Some Methodist clergy are asking to serve in regions of the country friendly to their views on gays and lesbians.
Jen Stuart, associate pastor at First United Methodist Church of Austin, Texas, for example, asked to be transferred to the Pacific Northwest Conference so she can be ordained an elder in a region more supportive of gay and lesbian equality.
She points to the treatment of a classmate, removed as a candidate for ministry because she is gay, as a motivating factor. The Schaefer trial convinced Stuart she had to minister in an inclusive conference. “I can’t make these promises to uphold the Book of Discipline,” she said.
Two Methodist pastors in the Pacific Northwest Conference, Cheryl A. Fear and Gordon Hutchins, were suspended without pay—but only for 24 hours—for officiating at same-sex weddings. The two acknowledged they presided at such ceremonies after Washington legalized same-sex civil marriage in 2012.
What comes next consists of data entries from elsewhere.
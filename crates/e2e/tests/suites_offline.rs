//! Every shipped suite passes against the mock application

use std::sync::Arc;
use std::time::Duration;

use contactlist_e2e::runner::{
    Scenario, ScenarioContext, ScenarioRunner, TestStatus, TestSuiteResult,
};
use contactlist_e2e::suites::contacts::{ContactsCase, ContactsScenario};
use contactlist_e2e::{suites, ApiClient, SuiteConfig, UiSession, WaitPolicy};
use contactlist_mock::MockApp;
use tempfile::TempDir;
use test_case::test_case;

async fn run_suite(name: &str) -> (TestSuiteResult, MockApp) {
    let app = MockApp::new();
    let server = app.serve().await.unwrap();
    let dir = TempDir::new().unwrap();
    let config = SuiteConfig {
        base_url: server.base_url().to_string(),
        output_dir: dir.path().to_path_buf(),
        screenshot_dir: dir.path().join("screenshots"),
        command_timeout_ms: 2_000,
        poll_interval_ms: 10,
        ..Default::default()
    };
    let pages = app.page_factory(server.base_url(), config.screenshot_dir.clone());
    let runner = ScenarioRunner::new(config).with_pages(Arc::new(pages));

    let result = runner.run_all(&suites::named(name).unwrap()).await;
    server.stop().await;
    (result, app)
}

#[test_case("api" ; "api suite")]
#[test_case("auth" ; "auth suite")]
#[test_case("contacts" ; "contacts suite")]
#[test_case("navigation" ; "navigation suite")]
#[tokio::test]
async fn suite_passes_against_mock(name: &str) {
    let (result, app) = run_suite(name).await;

    let failures: Vec<_> = result
        .results
        .iter()
        .filter(|r| r.status != TestStatus::Passed)
        .map(|r| format!("{}: {:?}", r.name, r.error))
        .collect();
    assert!(failures.is_empty(), "{:#?}", failures);
    assert!(result.total > 0);

    // every scenario cleans up the accounts it created
    let store = app.store().read();
    assert_eq!(store.user_count(), 0);
    assert_eq!(store.contact_count(), 0);
}

#[tokio::test(start_paused = true)]
async fn contacts_teardown_without_a_session_returns_at_once() {
    let app = MockApp::new();
    let base_url = "http://mock.local";
    let ui = UiSession::new(Box::new(app.page(base_url)), base_url, WaitPolicy::default());
    let api = ApiClient::new(base_url, Duration::from_secs(1)).unwrap();
    let mut ctx = ScenarioContext::new(api, Some(ui));

    let scenario = ContactsScenario(ContactsCase::ListPage);
    let started = tokio::time::Instant::now();
    scenario.teardown(&mut ctx).await.unwrap();

    // a page-level wait would have burned the full command timeout
    assert!(started.elapsed() < Duration::from_secs(1));
}
use std::process;
use weekgate::core::error::WeekgateError;

fn main() {
    match weekgate::run() {
        Ok(()) => {}
        // the gate already rendered its report; only the exit code is left
        Err(WeekgateError::GateFailed(_)) => process::exit(2),
        Err(e) => {
            eprintln!("error: {}", e);
            process::exit(2);
        }
    }
}
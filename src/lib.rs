//! Weekgate: the content-readiness gate for curriculum week packages.
//!
//! A week package is one self-contained folder of course content
//! (`chapters/week_NN/`). Weekgate decides whether that package meets its
//! Definition-of-Done for a given verification context:
//!
//! - **task**: after one authoring task; structural + content + cross-ref
//!   checks, plus the week's pytest suite
//! - **idle**: periodic sweep; adds the QA blocking-item scan, skips the
//!   test run
//! - **release**: final gate; everything, with the strict placeholder
//!   threshold and the template-drift check
//!
//! Every defect is accumulated as one human-readable Problem; nothing
//! short-circuits, so an author fixes everything in one iteration. The
//! process exits 0 only when the Problem list is empty.
//!
//! # Examples
//!
//! ```bash
//! # Gate week 6 after an authoring task
//! weekgate check --week 06 --mode task
//!
//! # Full release gate with per-check diagnostics
//! weekgate check --week week_06 --mode release --verbose
//!
//! # Machine-readable report
//! weekgate check --week 06 --mode idle --format json
//! ```
//!
//! # Crate Structure
//!
//! - [`core::week`]: week-id normalization and course-root discovery
//! - [`core::gate`]: the gate battery and its orchestrator
//! - [`core::xref`]: terms/anchors cross-reference checks
//! - [`core::report`]: Problem aggregation and text/JSON rendering

pub mod core;

mod cli;

use cli::{CheckCli, Cli, Command};
use crate::core::error::WeekgateError;
use crate::core::gate::{self, GateCtx};
use crate::core::report::{self, GateReport};
use crate::core::week;

use clap::Parser;

pub fn run() -> Result<(), WeekgateError> {
    let cli = Cli::parse();
    match cli.command {
        Command::Version => {
            println!("v{}", env!("CARGO_PKG_VERSION"));
            Ok(())
        }
        Command::Check(args) => run_check(args),
    }
}

fn run_check(args: CheckCli) -> Result<(), WeekgateError> {
    let week = week::normalize_week(&args.week)?;
    let current_dir = std::env::current_dir()?;
    let root = week::find_course_root(&current_dir)?;

    let ctx = GateCtx {
        week_dir: week::week_dir(&root, &week),
        root,
        week,
        mode: args.mode,
        verbose: args.verbose,
        python: args.python,
        test_timeout: args.test_timeout,
    };

    let problems = gate::run_gate(&ctx);
    let report = GateReport::new(&ctx.week, ctx.mode, problems);

    if args.format == "json" {
        println!("{}", report::render_json(&report)?);
    } else {
        report::render_text(&report);
    }

    if report.passed {
        Ok(())
    } else {
        Err(WeekgateError::GateFailed(report.problems.len()))
    }
}
fn check_required_paths(ctx: &GateCtx, problems: &mut Vec<String>) {
    let required_files = [
        ctx.week_dir.join("CHAPTER.md"),
        ctx.week_dir.join("ASSIGNMENT.md"),
        ctx.week_dir.join("RUBRIC.md"),
        ctx.week_dir.join("QA_REPORT.md"),
        ctx.week_dir.join("ANCHORS.yml"),
        ctx.week_dir.join("TERMS.yml"),
        ctx.week_dir.join("starter_code").join("solution.py"),
    ];
    let required_dirs = [
        ctx.week_dir.join("examples"),
        ctx.week_dir.join("tests"),
        ctx.week_dir.join("starter_code"),
    ];

    for path in &required_files {
        if path.is_file() {
            ctx.vlog(&format!("OK file: {}", ctx.rel(path)));
        } else {
            problems.push(format!("missing required file: {}", ctx.rel(path)));
        }
    }
    for path in &required_dirs {
        if path.is_dir() {
            ctx.vlog(&format!("OK dir: {}", ctx.rel(path)));
        } else {
            problems.push(format!("missing required dir: {}", ctx.rel(path)));
        }
    }

    let tests_dir = ctx.week_dir.join("tests");
    if tests_dir.is_dir() && !dir_has_file(&tests_dir, |name| {
        name.starts_with("test_") && name.ends_with(".py")
    }) {
        problems.push(format!(
            "tests dir has no test_*.py files: {}",
            ctx.rel(&tests_dir)
        ));
    }
}

fn dir_has_file(dir: &Path, matches: impl Fn(&str) -> bool) -> bool {
    let Ok(entries) = fs::read_dir(dir) else {
        return false;
    };
    entries.flatten().any(|entry| {
        entry.path().is_file() && matches(&entry.file_name().to_string_lossy())
    })
}

fn check_examples_exist(ctx: &GateCtx, problems: &mut Vec<String>) {
    let examples_dir = ctx.week_dir.join("examples");
    if !examples_dir.is_dir() {
        // already caught by check_required_paths
        return;
    }
    let count = fs::read_dir(&examples_dir)
        .map(|entries| {
            entries
                .flatten()
                .filter(|e| {
                    e.path().is_file()
                        && e.path().extension().is_some_and(|ext| ext == "py")
                })
                .count()
        })
        .unwrap_or(0);
    if count == 0 {
        problems.push(format!(
            "examples/ has no .py files: {}",
            ctx.rel(&examples_dir)
        ));
    } else {
        ctx.vlog(&format!("examples/ has {} .py file(s)", count));
    }
}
The 7.5 million United Methodists in the United States are closely divided on the issue of homosexuality, but most of the 4.8 million United Methodists who reside outside the United States take a decidedly negative stance on homosexuality.
“The people in Africa vote at General Conference, too,” said Steinmetz. “Every four years the numbers get larger against, not larger for.”
Worldwide, the percentage of United Methodists who support gay marriage is small, he said. And for now, geography is destiny when it comes to determining church discipline.
Bishop McLee of the New York area said he expected some to cheer the Ogletree resolution, while others will jeer its failure to hold the retired pastor accountable.
Indeed, Randy Paige, pastor of Christ Church United Methodist Church in Port Jefferson Station, New York, who filed charges against Ogletree, issued a statement that said: “I am disturbed that this settlement appears to represent a determination on the part of the New York Annual Conference leaders that they will no longer enforce or uphold the Discipline on this matter. . . . Today’s settlement increases the probability that schism will take place.”
Since October, Methodists in New Directions, a group that advocates for gay and lesbian inclusion, has published on its website essays by people who presided at same-sex weddings. No complaints about them have yet become public, and McLee would not say if he has received any. —RNS
This article was edited March 17, 2014.